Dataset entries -
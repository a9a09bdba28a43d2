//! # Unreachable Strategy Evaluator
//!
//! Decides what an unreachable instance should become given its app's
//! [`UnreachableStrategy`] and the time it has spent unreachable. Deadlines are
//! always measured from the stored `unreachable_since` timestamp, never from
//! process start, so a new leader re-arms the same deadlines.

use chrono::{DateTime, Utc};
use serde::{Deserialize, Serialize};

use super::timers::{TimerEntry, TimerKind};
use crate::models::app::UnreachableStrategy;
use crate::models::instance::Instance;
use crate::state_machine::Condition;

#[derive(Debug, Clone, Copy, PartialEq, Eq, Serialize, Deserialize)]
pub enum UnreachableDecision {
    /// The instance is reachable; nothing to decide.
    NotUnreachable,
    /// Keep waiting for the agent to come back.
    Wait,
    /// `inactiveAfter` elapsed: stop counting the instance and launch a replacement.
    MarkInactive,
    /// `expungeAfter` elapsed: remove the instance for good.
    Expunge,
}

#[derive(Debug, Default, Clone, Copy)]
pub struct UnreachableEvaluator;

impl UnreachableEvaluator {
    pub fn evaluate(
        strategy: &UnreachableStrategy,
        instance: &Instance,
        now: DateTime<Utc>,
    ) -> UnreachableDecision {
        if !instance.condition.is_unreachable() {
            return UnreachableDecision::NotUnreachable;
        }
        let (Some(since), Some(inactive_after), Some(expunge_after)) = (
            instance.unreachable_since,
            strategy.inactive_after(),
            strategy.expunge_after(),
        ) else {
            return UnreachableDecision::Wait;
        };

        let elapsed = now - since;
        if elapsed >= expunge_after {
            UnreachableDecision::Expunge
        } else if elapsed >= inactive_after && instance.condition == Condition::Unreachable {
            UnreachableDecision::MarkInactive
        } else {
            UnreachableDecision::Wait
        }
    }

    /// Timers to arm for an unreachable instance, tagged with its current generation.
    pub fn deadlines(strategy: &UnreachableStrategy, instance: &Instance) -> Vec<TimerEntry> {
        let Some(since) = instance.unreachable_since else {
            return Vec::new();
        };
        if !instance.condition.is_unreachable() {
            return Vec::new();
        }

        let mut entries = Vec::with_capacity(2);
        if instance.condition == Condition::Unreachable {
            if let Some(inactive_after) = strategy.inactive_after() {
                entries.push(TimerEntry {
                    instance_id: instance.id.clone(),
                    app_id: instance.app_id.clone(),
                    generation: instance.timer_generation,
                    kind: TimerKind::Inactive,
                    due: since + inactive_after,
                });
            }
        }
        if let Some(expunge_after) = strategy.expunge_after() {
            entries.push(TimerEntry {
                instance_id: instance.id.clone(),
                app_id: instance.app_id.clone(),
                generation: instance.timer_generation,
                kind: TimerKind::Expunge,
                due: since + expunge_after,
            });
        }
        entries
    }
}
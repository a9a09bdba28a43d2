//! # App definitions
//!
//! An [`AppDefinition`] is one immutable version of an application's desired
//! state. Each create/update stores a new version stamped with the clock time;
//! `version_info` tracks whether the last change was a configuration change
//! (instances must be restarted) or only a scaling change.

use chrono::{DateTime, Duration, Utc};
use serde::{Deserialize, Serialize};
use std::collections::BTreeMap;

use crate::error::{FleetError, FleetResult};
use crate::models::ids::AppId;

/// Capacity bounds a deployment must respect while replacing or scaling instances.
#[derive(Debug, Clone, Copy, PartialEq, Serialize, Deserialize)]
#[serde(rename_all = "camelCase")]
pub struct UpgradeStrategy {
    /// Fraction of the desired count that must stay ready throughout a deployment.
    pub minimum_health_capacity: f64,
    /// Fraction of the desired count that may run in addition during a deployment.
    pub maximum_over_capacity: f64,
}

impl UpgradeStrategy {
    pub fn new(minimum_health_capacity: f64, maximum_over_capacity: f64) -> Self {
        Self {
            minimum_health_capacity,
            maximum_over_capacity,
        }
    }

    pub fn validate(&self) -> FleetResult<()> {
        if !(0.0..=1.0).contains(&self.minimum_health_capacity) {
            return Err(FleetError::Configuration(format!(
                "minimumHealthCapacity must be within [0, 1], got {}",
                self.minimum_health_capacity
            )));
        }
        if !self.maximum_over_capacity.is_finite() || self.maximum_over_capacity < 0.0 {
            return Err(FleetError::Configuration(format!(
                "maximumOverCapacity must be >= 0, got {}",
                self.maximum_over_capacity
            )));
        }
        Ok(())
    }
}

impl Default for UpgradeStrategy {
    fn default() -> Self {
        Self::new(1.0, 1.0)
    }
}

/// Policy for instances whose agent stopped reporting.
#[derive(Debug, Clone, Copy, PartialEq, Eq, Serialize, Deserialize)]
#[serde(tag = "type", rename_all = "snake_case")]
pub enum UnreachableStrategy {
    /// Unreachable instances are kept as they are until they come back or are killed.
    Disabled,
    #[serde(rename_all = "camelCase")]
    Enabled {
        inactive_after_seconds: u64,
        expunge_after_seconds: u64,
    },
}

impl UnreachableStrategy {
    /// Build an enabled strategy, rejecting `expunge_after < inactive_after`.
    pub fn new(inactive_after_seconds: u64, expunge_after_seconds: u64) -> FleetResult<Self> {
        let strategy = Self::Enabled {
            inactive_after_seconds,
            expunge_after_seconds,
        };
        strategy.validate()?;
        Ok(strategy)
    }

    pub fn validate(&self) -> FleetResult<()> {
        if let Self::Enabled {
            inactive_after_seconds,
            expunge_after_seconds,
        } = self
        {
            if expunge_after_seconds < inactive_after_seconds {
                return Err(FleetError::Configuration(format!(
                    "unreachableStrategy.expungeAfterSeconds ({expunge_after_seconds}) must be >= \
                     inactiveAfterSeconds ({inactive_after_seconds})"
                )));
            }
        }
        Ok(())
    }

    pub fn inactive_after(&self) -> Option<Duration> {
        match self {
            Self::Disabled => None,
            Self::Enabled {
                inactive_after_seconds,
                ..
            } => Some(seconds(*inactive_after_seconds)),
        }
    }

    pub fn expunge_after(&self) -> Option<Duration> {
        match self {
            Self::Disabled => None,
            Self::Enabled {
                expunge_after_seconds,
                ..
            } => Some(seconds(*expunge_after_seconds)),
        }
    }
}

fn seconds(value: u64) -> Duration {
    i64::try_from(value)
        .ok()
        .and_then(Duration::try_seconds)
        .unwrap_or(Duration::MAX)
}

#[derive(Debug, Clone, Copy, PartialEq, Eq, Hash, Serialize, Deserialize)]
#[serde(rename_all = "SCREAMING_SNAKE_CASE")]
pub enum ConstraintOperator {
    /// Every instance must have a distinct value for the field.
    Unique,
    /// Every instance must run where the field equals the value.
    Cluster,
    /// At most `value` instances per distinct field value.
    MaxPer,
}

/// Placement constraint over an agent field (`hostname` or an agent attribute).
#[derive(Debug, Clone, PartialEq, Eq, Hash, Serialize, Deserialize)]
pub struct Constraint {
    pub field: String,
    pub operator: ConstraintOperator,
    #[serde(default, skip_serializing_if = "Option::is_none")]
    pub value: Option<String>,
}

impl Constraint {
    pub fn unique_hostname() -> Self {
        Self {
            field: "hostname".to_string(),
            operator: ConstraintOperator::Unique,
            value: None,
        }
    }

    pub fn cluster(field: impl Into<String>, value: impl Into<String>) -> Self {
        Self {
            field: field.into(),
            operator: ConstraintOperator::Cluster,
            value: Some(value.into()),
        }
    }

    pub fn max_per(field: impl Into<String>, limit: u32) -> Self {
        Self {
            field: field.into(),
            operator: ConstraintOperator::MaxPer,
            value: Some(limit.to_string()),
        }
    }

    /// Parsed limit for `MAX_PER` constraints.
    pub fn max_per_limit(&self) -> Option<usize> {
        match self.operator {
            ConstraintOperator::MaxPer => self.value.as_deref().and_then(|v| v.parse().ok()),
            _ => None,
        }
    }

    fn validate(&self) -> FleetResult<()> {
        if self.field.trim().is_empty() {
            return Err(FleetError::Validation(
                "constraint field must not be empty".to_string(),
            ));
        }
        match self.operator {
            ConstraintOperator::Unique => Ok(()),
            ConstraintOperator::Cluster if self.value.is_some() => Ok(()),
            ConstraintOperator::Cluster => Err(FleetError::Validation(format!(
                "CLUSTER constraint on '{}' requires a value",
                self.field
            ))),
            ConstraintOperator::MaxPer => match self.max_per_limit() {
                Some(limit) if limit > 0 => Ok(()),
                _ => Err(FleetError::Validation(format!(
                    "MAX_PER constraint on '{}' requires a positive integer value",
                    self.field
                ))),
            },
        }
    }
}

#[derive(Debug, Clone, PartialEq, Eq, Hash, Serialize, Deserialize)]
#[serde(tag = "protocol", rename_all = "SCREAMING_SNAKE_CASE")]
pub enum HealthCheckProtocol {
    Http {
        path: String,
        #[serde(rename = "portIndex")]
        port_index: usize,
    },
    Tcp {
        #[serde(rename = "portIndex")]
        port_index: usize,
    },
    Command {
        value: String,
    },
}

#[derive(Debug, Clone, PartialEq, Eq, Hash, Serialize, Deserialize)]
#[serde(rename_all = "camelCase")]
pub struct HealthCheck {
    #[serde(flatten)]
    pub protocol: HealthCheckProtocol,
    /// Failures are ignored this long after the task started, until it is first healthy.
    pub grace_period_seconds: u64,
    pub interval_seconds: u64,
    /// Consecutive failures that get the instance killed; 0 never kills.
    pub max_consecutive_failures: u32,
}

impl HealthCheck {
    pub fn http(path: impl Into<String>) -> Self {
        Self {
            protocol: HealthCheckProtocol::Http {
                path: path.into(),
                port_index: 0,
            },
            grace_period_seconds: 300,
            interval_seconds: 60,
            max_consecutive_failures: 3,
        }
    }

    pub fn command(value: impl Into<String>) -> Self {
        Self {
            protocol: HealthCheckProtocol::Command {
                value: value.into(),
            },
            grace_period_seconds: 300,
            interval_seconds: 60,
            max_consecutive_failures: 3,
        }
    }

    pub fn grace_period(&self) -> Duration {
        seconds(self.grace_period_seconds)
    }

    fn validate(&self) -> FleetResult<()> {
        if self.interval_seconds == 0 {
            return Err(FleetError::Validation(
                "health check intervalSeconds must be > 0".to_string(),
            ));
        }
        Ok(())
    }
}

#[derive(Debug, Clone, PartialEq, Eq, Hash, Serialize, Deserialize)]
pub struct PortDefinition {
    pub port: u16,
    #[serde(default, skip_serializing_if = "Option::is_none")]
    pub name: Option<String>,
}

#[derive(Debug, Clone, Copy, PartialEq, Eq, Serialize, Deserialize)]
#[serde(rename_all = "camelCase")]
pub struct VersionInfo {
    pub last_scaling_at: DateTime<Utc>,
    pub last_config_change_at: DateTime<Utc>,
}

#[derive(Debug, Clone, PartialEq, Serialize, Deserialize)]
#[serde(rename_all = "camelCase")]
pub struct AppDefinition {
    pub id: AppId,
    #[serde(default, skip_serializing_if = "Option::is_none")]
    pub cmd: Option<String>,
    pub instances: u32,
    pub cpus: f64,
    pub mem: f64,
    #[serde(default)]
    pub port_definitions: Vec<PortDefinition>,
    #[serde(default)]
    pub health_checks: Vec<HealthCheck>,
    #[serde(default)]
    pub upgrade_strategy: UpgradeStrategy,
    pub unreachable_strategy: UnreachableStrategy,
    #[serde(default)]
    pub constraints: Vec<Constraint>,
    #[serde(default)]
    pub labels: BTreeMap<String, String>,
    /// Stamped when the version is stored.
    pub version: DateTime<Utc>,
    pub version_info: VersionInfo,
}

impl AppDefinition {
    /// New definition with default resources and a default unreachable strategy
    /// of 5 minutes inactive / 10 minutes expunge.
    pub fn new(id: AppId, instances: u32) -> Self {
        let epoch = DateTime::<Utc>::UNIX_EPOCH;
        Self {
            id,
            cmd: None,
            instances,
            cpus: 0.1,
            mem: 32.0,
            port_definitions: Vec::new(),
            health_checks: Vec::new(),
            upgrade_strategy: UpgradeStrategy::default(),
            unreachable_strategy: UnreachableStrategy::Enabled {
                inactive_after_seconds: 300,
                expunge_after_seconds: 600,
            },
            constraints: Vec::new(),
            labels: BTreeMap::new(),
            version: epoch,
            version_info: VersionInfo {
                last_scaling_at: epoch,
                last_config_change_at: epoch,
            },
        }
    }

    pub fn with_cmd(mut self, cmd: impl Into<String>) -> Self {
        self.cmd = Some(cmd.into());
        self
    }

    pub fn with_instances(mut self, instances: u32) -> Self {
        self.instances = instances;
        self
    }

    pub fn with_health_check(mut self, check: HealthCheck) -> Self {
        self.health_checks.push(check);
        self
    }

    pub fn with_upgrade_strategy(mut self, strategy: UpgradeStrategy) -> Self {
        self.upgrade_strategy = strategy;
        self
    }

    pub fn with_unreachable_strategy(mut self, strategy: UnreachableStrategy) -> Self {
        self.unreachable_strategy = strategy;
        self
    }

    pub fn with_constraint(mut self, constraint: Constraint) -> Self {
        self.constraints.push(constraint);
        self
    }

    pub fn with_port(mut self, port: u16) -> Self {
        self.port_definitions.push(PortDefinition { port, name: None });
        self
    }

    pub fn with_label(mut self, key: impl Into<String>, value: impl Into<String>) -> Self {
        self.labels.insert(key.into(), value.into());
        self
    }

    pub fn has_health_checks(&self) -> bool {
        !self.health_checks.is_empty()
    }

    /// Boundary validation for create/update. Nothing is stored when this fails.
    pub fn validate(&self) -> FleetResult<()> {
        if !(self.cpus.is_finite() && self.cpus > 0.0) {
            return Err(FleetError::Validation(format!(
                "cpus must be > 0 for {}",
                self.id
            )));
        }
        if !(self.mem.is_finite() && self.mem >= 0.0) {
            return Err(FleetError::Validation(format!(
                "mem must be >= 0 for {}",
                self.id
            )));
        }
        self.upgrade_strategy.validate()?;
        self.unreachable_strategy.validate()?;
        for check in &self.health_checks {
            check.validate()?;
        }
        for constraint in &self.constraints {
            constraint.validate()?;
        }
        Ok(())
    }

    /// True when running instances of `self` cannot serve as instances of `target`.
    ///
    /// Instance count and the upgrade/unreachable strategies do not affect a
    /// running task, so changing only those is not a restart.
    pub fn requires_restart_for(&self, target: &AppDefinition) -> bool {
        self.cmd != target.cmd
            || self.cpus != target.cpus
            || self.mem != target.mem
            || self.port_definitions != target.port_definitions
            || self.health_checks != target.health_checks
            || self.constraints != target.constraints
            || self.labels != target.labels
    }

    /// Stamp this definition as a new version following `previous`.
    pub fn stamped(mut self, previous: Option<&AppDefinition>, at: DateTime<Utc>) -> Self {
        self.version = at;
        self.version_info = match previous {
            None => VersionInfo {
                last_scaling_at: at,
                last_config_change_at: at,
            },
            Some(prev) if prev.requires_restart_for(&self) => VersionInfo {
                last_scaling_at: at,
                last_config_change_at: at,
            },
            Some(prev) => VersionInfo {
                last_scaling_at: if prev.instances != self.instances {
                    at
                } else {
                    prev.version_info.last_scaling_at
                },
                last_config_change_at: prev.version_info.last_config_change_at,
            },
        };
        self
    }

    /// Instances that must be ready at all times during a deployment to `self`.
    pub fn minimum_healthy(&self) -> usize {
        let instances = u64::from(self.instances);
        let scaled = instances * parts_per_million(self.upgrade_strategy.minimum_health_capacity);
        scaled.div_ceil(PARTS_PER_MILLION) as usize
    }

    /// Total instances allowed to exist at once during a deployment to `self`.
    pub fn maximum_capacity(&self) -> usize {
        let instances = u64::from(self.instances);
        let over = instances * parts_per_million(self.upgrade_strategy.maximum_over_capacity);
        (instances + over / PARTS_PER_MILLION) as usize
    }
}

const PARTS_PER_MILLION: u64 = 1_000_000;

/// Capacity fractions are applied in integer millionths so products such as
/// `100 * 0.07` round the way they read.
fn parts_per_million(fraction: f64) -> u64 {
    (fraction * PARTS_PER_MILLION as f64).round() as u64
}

EXERCISE - For each line above that contains the word "path", make a copy.

WRITTEN RESPONSE -
        path: String,
    pub fn http(path: impl Into<String>) -> Self {
                path: path.into(),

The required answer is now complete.